Huawei has been the low-cost provider and has had great success penetrating the global marketplace but this pressure against them could really hurt. In Canada, Telus has already agreed to partner with Huawei and that contract would be hard to unwind, as would those in other countries that have already committed to Huawei as a provider.
It’s entirely possible that a lot of this might get ironed out if a trade deal is struck between the U.S. and China. But there’s a history of bad blood here. The Chinese government banned Cisco Systems after the Snowden revelations on Chinese cyber-espionage, saying that the company’s routers were configured to allow the U.S. to spy on China, so we cannot be certain how this will play out.
Meanwhile, why all the fuss about 5G and who will benefit if Huawei is banned from installing equipment in certain jurisdictions? Firstly, 5G is a major step forward. It is incredibly fast, the equivalent of having a fiber connection in your hand. You will be able to download a full-length movie in seconds. You may be able to replace your cable modem at home. But it has far reaching applications beyond consumer uses. The internet of things requires more and more bandwidth, with autonomous driving cars, remote medical applications, and many more. Moving to 3G and 4G produced evolutionary changes in telecommunications. The switch to 5G will change everything and the market is huge, Stockholm-based Ericsson estimates that by 2024, 5G subscribers will reach 1.5 billion, with coverage blanketing 40% of the global market.
Companies poised to profit
So, who could benefit from all this? Ciena (NDQ: CIEN), Juniper Networks (NDQ: JNPR), Cisco Systems (NDQ: CSCO), and two Scandinavian entries stand out. They are Nokia (NYSE: NOK) and, my pick for the month, Ericsson (NDQ: ERIC).

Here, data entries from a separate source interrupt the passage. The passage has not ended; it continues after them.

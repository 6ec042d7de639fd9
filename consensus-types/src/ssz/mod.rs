//! SimpleSerialize (SSZ) encoding.
//!
//! Fixed-size values are packed tightly. Variable-size values inside a
//! container or a collection are addressed by 4-byte little-endian offsets
//! stored in the fixed part, their payloads follow in declaration order.

use super::*;

mod container;

pub use container::{ContainerDecoder, ContainerEncoder, ContainerFields};

pub const BYTES_PER_LENGTH_OFFSET: usize = 4;

#[derive(Debug, Clone, PartialEq, Eq, thiserror::Error)]
pub enum DecodeError {
    #[error("unexpected end of input: expected {expected} byte(s), got {len}")]
    UnexpectedEof { len: usize, expected: usize },
    #[error("offset {offset} is out of bounds for {len} byte(s)")]
    OffsetOutOfBounds { offset: usize, len: usize },
    #[error("offset {offset} is smaller than the preceding offset {previous}")]
    OffsetsNotMonotonic { offset: usize, previous: usize },
    #[error("first offset {offset} does not point at the end of the fixed part ({expected})")]
    OffsetIntoFixedPortion { offset: usize, expected: usize },
    #[error("{len} byte(s) do not split into elements of {element} byte(s)")]
    InvalidListLength { len: usize, element: usize },
    #[error("{len} element(s) exceed the maximum of {max}")]
    TooManyElements { len: usize, max: usize },
    #[error("expected exactly {expected} element(s), got {len}")]
    ElementCountMismatch { len: usize, expected: usize },
    #[error("invalid bytes: {0}")]
    BytesInvalid(String),
}

/// Binary codec of a type.
pub trait Ssz: Sized {
    /// Encoded length of fixed-size types, `None` for variable-size ones.
    const FIXED_SIZE: Option<usize>;

    fn is_fixed_size() -> bool {
        Self::FIXED_SIZE.is_some()
    }

    /// Exact length of the encoding of this value.
    fn size_ssz(&self) -> usize;

    /// Appends the encoding to `buf`.
    fn marshal_ssz_into(&self, buf: &mut Vec<u8>);

    fn marshal_ssz(&self) -> Vec<u8> {
        let mut buf = Vec::with_capacity(self.size_ssz());
        self.marshal_ssz_into(&mut buf);

        buf
    }

    fn unmarshal_ssz(bytes: &[u8]) -> Result<Self, DecodeError>;
}

/// Length occupied by a value of the given kind inside the fixed part of a container.
pub const fn fixed_part_len(fixed_size: Option<usize>) -> usize {
    match fixed_size {
        Some(size) => size,
        None => BYTES_PER_LENGTH_OFFSET,
    }
}

/// Fixed size of two consecutive fields, variable if any of them is.
pub const fn sum_fixed_sizes(a: Option<usize>, b: Option<usize>) -> Option<usize> {
    match (a, b) {
        (Some(a), Some(b)) => Some(a + b),
        _ => None,
    }
}

/// Bytes a field contributes to its container (offset included for variable fields).
pub fn field_size<T: Ssz>(value: &T) -> usize {
    match T::FIXED_SIZE {
        Some(size) => size,
        None => BYTES_PER_LENGTH_OFFSET + value.size_ssz(),
    }
}

/// Largest offset expressible in [`BYTES_PER_LENGTH_OFFSET`] bytes.
pub const MAX_LENGTH_VALUE: usize = u32::MAX as usize;

pub fn encode_offset(offset: usize, buf: &mut Vec<u8>) {
    debug_assert!(
        offset <= MAX_LENGTH_VALUE,
        "offset {offset} doesn't fit into {BYTES_PER_LENGTH_OFFSET} bytes"
    );

    buf.extend_from_slice(&(offset as u32).to_le_bytes());
}

pub fn read_offset(bytes: &[u8]) -> Result<usize, DecodeError> {
    let offset = bytes
        .get(..BYTES_PER_LENGTH_OFFSET)
        .ok_or(DecodeError::UnexpectedEof {
            len: bytes.len(),
            expected: BYTES_PER_LENGTH_OFFSET,
        })?;
    let mut buf = [0u8; BYTES_PER_LENGTH_OFFSET];
    buf.copy_from_slice(offset);

    Ok(u32::from_le_bytes(buf) as usize)
}

fn exact<const N: usize>(bytes: &[u8]) -> Result<[u8; N], DecodeError> {
    bytes.try_into().map_err(|_| DecodeError::UnexpectedEof {
        len: bytes.len(),
        expected: N,
    })
}

macro_rules! impl_ssz_uint {
    ($type:ty) => {
        impl Ssz for $type {
            const FIXED_SIZE: Option<usize> = Some(core::mem::size_of::<$type>());

            fn size_ssz(&self) -> usize {
                core::mem::size_of::<$type>()
            }

            fn marshal_ssz_into(&self, buf: &mut Vec<u8>) {
                buf.extend_from_slice(&self.to_le_bytes());
            }

            fn unmarshal_ssz(bytes: &[u8]) -> Result<Self, DecodeError> {
                exact(bytes).map(<$type>::from_le_bytes)
            }
        }
    };
}

impl_ssz_uint!(u8);
impl_ssz_uint!(u64);

impl Ssz for bool {
    const FIXED_SIZE: Option<usize> = Some(1);

    fn size_ssz(&self) -> usize {
        1
    }

    fn marshal_ssz_into(&self, buf: &mut Vec<u8>) {
        buf.push(*self as u8);
    }

    fn unmarshal_ssz(bytes: &[u8]) -> Result<Self, DecodeError> {
        match exact::<1>(bytes)? {
            [0] => Ok(false),
            [1] => Ok(true),
            [byte] => Err(DecodeError::BytesInvalid(format!(
                "{byte:#04x} is not a boolean"
            ))),
        }
    }
}

impl Ssz for U256 {
    const FIXED_SIZE: Option<usize> = Some(32);

    fn size_ssz(&self) -> usize {
        32
    }

    fn marshal_ssz_into(&self, buf: &mut Vec<u8>) {
        let mut bytes = [0u8; 32];
        self.to_little_endian(&mut bytes);

        buf.extend_from_slice(&bytes);
    }

    fn unmarshal_ssz(bytes: &[u8]) -> Result<Self, DecodeError> {
        exact::<32>(bytes).map(|bytes| U256::from_little_endian(&bytes))
    }
}

impl Ssz for H256 {
    const FIXED_SIZE: Option<usize> = Some(32);

    fn size_ssz(&self) -> usize {
        32
    }

    fn marshal_ssz_into(&self, buf: &mut Vec<u8>) {
        buf.extend_from_slice(self.as_bytes());
    }

    fn unmarshal_ssz(bytes: &[u8]) -> Result<Self, DecodeError> {
        exact::<32>(bytes).map(H256)
    }
}

/// Encoded length of a homogeneous sequence.
pub fn items_size<T: Ssz>(items: &[T]) -> usize {
    match T::FIXED_SIZE {
        Some(size) => size * items.len(),
        None => items.iter().map(field_size).sum(),
    }
}

/// Appends a homogeneous sequence: elements back to back when fixed-size,
/// an offset table followed by the payloads otherwise.
pub fn encode_items<T: Ssz>(items: &[T], buf: &mut Vec<u8>) {
    if T::is_fixed_size() {
        for item in items {
            item.marshal_ssz_into(buf);
        }

        return;
    }

    let mut encoder = ContainerEncoder::new(buf, items.len() * BYTES_PER_LENGTH_OFFSET);
    for item in items {
        encoder.append(item);
    }
    encoder.finalize();
}

/// Decodes a homogeneous sequence of at most `max` elements.
pub fn decode_items<T: Ssz>(bytes: &[u8], max: usize) -> Result<Vec<T>, DecodeError> {
    if bytes.is_empty() {
        return Ok(Vec::new());
    }

    if let Some(size) = T::FIXED_SIZE {
        if size == 0 || bytes.len() % size != 0 {
            return Err(DecodeError::InvalidListLength {
                len: bytes.len(),
                element: size,
            });
        }

        let count = bytes.len() / size;
        if count > max {
            return Err(DecodeError::TooManyElements { len: count, max });
        }

        return bytes.chunks_exact(size).map(T::unmarshal_ssz).collect();
    }

    let first = read_offset(bytes)?;
    if first == 0 || first % BYTES_PER_LENGTH_OFFSET != 0 {
        return Err(DecodeError::InvalidListLength {
            len: first,
            element: BYTES_PER_LENGTH_OFFSET,
        });
    }
    if first > bytes.len() {
        return Err(DecodeError::OffsetOutOfBounds {
            offset: first,
            len: bytes.len(),
        });
    }

    let count = first / BYTES_PER_LENGTH_OFFSET;
    if count > max {
        return Err(DecodeError::TooManyElements { len: count, max });
    }

    let mut items = Vec::with_capacity(count);
    let mut start = first;
    for i in 1..=count {
        let end = match i < count {
            true => {
                let offset = read_offset(&bytes[i * BYTES_PER_LENGTH_OFFSET..])?;
                if offset < start {
                    return Err(DecodeError::OffsetsNotMonotonic {
                        offset,
                        previous: start,
                    });
                }
                if offset > bytes.len() {
                    return Err(DecodeError::OffsetOutOfBounds {
                        offset,
                        len: bytes.len(),
                    });
                }

                offset
            }
            false => bytes.len(),
        };

        items.push(T::unmarshal_ssz(&bytes[start..end])?);
        start = end;
    }

    Ok(items)
}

Ericsson (the legal name is Telefonaktiebolaget LM Ericsson) already has secured some major 5G deployment contracts around the world and they are particularly strong in the U.S. If European countries turn away from Huawei, Ericsson is well positioned there as well. The Swedes are well liked around the world with no natural enemies, so they don’t draw unwanted attention to themselves.
The company returned to growth last year, generating $201.8 billion in sales with an operating profit of $1.2 billion (figures in U.S. dollars). Obviously, their margins should be better but as 5G rolls out that picture should improve, and the company did generate $4.3 billion in free cash flow.
The stock pays an annual dividend. Last year it was $0.12592 per share, to yield 1.4% at the current price. The charts look good.
All that said, Chinese companies will continue to be a force since they hold 1,529 patents around 5G, compared to only 14% of the necessary patents held by U.S. companies.
Whichever way this all works out, 5G is real and the rollout has already started. Many companies will benefit, and I believe Ericsson is well positioned to be one of them.
Action now: Buy with a target of $12. The stock closed on March 8 at $9.21. Note that Ericsson trades as an American Depository Receipt (ADR), with one ADR equal to one share of the common stock.